Sabena Flight 548 was a Boeing 707-329 flight operated by Sabena that crashed en route from New York City to Brussels, Belgium, on February 15, 1961. The flight, which had originated at Idlewild International Airport, crashed on approach to Brussels Airport, Brussels, killing all 72 people on board and one person on the ground. The fatalities included the entire United States figure skating team, who were travelling to the World Figure Skating Championships in Prague, Czechoslovakia. The precise cause of the crash remains unknown; the most likely explanation was thought to be a failure of the mechanism that adjusted the tail stabilizer.

This was the first fatal accident involving a Boeing 707 in regular passenger service; it happened 28 months after the 707 airliner was placed into commercial use. It remains the deadliest plane crash to occur on Belgian soil.

Accident
There were eleven crew members on board the flight. The two pilots, 43-year old Louis Lambrechts (15.384 flight hours) and 48-year old Jean Roy (16.231 flight hours), were both former military pilots.  There were no difficulties reported during the seven and a half hour trans-Atlantic flight from New York; there was no indication that the plane was in any particular trouble, although the flight crew did lose radio contact with Brussels airport about twenty minutes before coming in to land.

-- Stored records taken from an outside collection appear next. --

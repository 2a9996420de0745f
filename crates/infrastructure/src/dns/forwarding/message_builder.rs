//! DNS Message Builder
//!
//! Constructs DNS query messages in wire format using `hickory-proto`.

use super::record_type_map::RecordTypeMapper;
use hickory_proto::op::{Message, MessageType, OpCode, Query};
use hickory_proto::rr::Name;
use hickory_proto::serialize::binary::{BinEncodable, BinEncoder};
use resolve_domain::{DomainError, RecordType};
use std::str::FromStr;

/// Builds DNS query messages in wire format
pub struct MessageBuilder;

impl MessageBuilder {
    /// Build a recursive query (random ID, RD set, single question) and
    /// return its ID together with the serialized bytes.
    ///
    /// The ID is needed to match the response.
    pub fn build_query_with_id(
        domain: &str,
        record_type: &RecordType,
    ) -> Result<(u16, Vec<u8>), DomainError> {
        let name = Name::from_str(domain).map_err(|e| {
            DomainError::InvalidDomainName(format!("Invalid domain '{}': {}", domain, e))
        })?;

        let hickory_type = RecordTypeMapper::to_hickory(record_type);

        let mut query = Query::new();
        query.set_name(name);
        query.set_query_type(hickory_type);
        query.set_query_class(hickory_proto::rr::DNSClass::IN);

        let id = fastrand::u16(..);

        let mut message = Message::new(id, MessageType::Query, OpCode::Query);
        message.set_recursion_desired(true);
        message.add_query(query);

        let bytes = Self::serialize_message(&message)?;
        Ok((id, bytes))
    }

    fn serialize_message(message: &Message) -> Result<Vec<u8>, DomainError> {
        let mut buf = Vec::with_capacity(512);
        let mut encoder = BinEncoder::new(&mut buf);

        message.emit(&mut encoder).map_err(|e| {
            DomainError::InvalidDomainName(format!("Failed to serialize DNS message: {}", e))
        })?;

        Ok(buf)
    }
}
use crate::dns::forwarding::{DnsResponse, MessageBuilder, ResponseParser};
use crate::dns::transport::{create_transport, TransportKind};
use resolve_domain::{DomainError, RecordType};
use std::net::SocketAddr;
use std::time::{Duration, Instant};
use tracing::debug;

/// Result of a single-server query attempt
pub struct QueryAttemptResult {
    pub response: DnsResponse,
    pub server_addr: SocketAddr,
    pub protocol_used: &'static str,
    pub latency_ms: u64,
}

/// Execute a DNS query against a single server.
///
/// Handles the full flow: build message → send over UDP → parse response.
/// If the UDP response is truncated (TC bit), the query is repeated over TCP
/// with whatever is left of `timeout`. A response carrying a different ID
/// than the query is rejected.
///
/// ## Example
///
/// ```rust,no_run
/// use resolve_infrastructure::dns::upstream::query_server;
/// use resolve_domain::RecordType;
/// use std::time::Duration;
///
/// # async fn example() {
/// let result = query_server(
///     "8.8.8.8:53".parse().unwrap(),
///     "google.com",
///     &RecordType::A,
///     Duration::from_secs(10),
/// ).await.unwrap();
/// # }
/// ```
pub async fn query_server(
    server_addr: SocketAddr,
    domain: &str,
    record_type: &RecordType,
    timeout: Duration,
) -> Result<QueryAttemptResult, DomainError> {
    let start = Instant::now();

    let (query_id, query_bytes) = MessageBuilder::build_query_with_id(domain, record_type)?;

    let udp = create_transport(TransportKind::Udp, server_addr);
    let transport_response = udp.send(&query_bytes, timeout).await?;
    let dns_response = parse_matching(&transport_response.bytes, query_id, server_addr)?;

    if !dns_response.truncated {
        return Ok(QueryAttemptResult {
            response: dns_response,
            server_addr,
            protocol_used: transport_response.protocol_used,
            latency_ms: start.elapsed().as_millis() as u64,
        });
    }

    debug!(
        server = %server_addr,
        domain = %domain,
        record_type = %record_type,
        "Response truncated (TC bit), retrying via TCP"
    );

    let remaining = timeout
        .checked_sub(start.elapsed())
        .unwrap_or(Duration::from_millis(500));

    let tcp = create_transport(TransportKind::Tcp, server_addr);
    let tcp_response = tcp.send(&query_bytes, remaining).await?;
    let tcp_dns_response = parse_matching(&tcp_response.bytes, query_id, server_addr)?;

    Ok(QueryAttemptResult {
        response: tcp_dns_response,
        server_addr,
        protocol_used: tcp_response.protocol_used,
        latency_ms: start.elapsed().as_millis() as u64,
    })
}

fn parse_matching(
    bytes: &[u8],
    query_id: u16,
    server_addr: SocketAddr,
) -> Result<DnsResponse, DomainError> {
    let response = ResponseParser::parse(bytes)?;

    if response.id != query_id {
        return Err(DomainError::InvalidDnsResponse(format!(
            "Response ID {} from {} does not match query ID {}",
            response.id, server_addr, query_id
        )));
    }

    Ok(response)
}
use hickory_proto::op::{Message, ResponseCode};
use hickory_proto::rr::RData;
use resolve_domain::DomainError;
use std::net::IpAddr;
use tracing::debug;

#[derive(Debug, Clone)]
pub struct DnsResponse {
    pub id: u16,

    /// A and AAAA answers in answer order.
    pub addresses: Vec<IpAddr>,

    /// PTR answers in answer order, as sent (absolute names keep their dot).
    pub names: Vec<String>,

    pub rcode: ResponseCode,

    pub truncated: bool,
}

impl DnsResponse {
    pub fn is_nodata(&self) -> bool {
        self.rcode == ResponseCode::NoError && self.addresses.is_empty() && self.names.is_empty()
    }

    pub fn is_nxdomain(&self) -> bool {
        self.rcode == ResponseCode::NXDomain
    }

    pub fn is_server_error(&self) -> bool {
        matches!(
            self.rcode,
            ResponseCode::ServFail | ResponseCode::Refused | ResponseCode::NotImp
        )
    }
}

pub struct ResponseParser;

impl ResponseParser {
    pub fn parse(response_bytes: &[u8]) -> Result<DnsResponse, DomainError> {
        if response_bytes.len() < 12 {
            return Err(DomainError::InvalidDnsResponse(format!(
                "Response too short: {} bytes",
                response_bytes.len()
            )));
        }
        let id = u16::from_be_bytes([response_bytes[0], response_bytes[1]]);

        let message = Message::from_vec(response_bytes).map_err(|e| {
            DomainError::InvalidDnsResponse(format!("Failed to parse DNS response: {}", e))
        })?;

        let rcode = message.response_code();
        let truncated = message.truncated();

        let mut addresses = Vec::new();
        let mut names = Vec::new();

        for record in message.answers() {
            match record.data() {
                RData::A(a) => {
                    addresses.push(IpAddr::V4(a.0));
                }
                RData::AAAA(aaaa) => {
                    addresses.push(IpAddr::V6(aaaa.0));
                }
                RData::PTR(ptr) => {
                    names.push(ptr.to_utf8());
                }
                _ => {}
            }
        }

        debug!(
            rcode = ?rcode,
            addresses = addresses.len(),
            names = names.len(),
            truncated = truncated,
            "DNS response parsed"
        );

        Ok(DnsResponse {
            id,
            addresses,
            names,
            rcode,
            truncated,
        })
    }

    pub fn rcode_to_status(rcode: ResponseCode) -> &'static str {
        match rcode {
            ResponseCode::NoError => "NOERROR",
            ResponseCode::NXDomain => "NXDOMAIN",
            ResponseCode::ServFail => "SERVFAIL",
            ResponseCode::Refused => "REFUSED",
            ResponseCode::NotImp => "NOTIMP",
            ResponseCode::FormErr => "FORMERR",
            _ => "UNKNOWN",
        }
    }
}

Under clear skies, at about 10:00 Brussels time (CET; 09:00 UTC), the Boeing 707 was on a long approach to Runway 20 when, near the runway threshold and at a height of , power was increased and the landing gear retracted. The airplane had been forced to cancel its final approach to Brussels airport, as a small plane had not yet cleared the runway. The 707 circled the airport and made another attempt to land on adjoining Runway 25, which was not operational; this second approach was also aborted. It became clear to observers that the pilots were fighting for control of the aircraft, making a desperate attempt to land despite the fact that a mechanical malfunction was preventing them from making a normal landing. The plane circled the airfield three times altogether, during which the bank angle gradually increased until the aircraft had climbed to  and was in a near vertical bank. It then leveled its wings, pitched up abruptly, lost speed and spiralled rapidly nose down, plunging into the ground less than two miles (3 km) from the airport, at 10:05 CET (09:05 UTC).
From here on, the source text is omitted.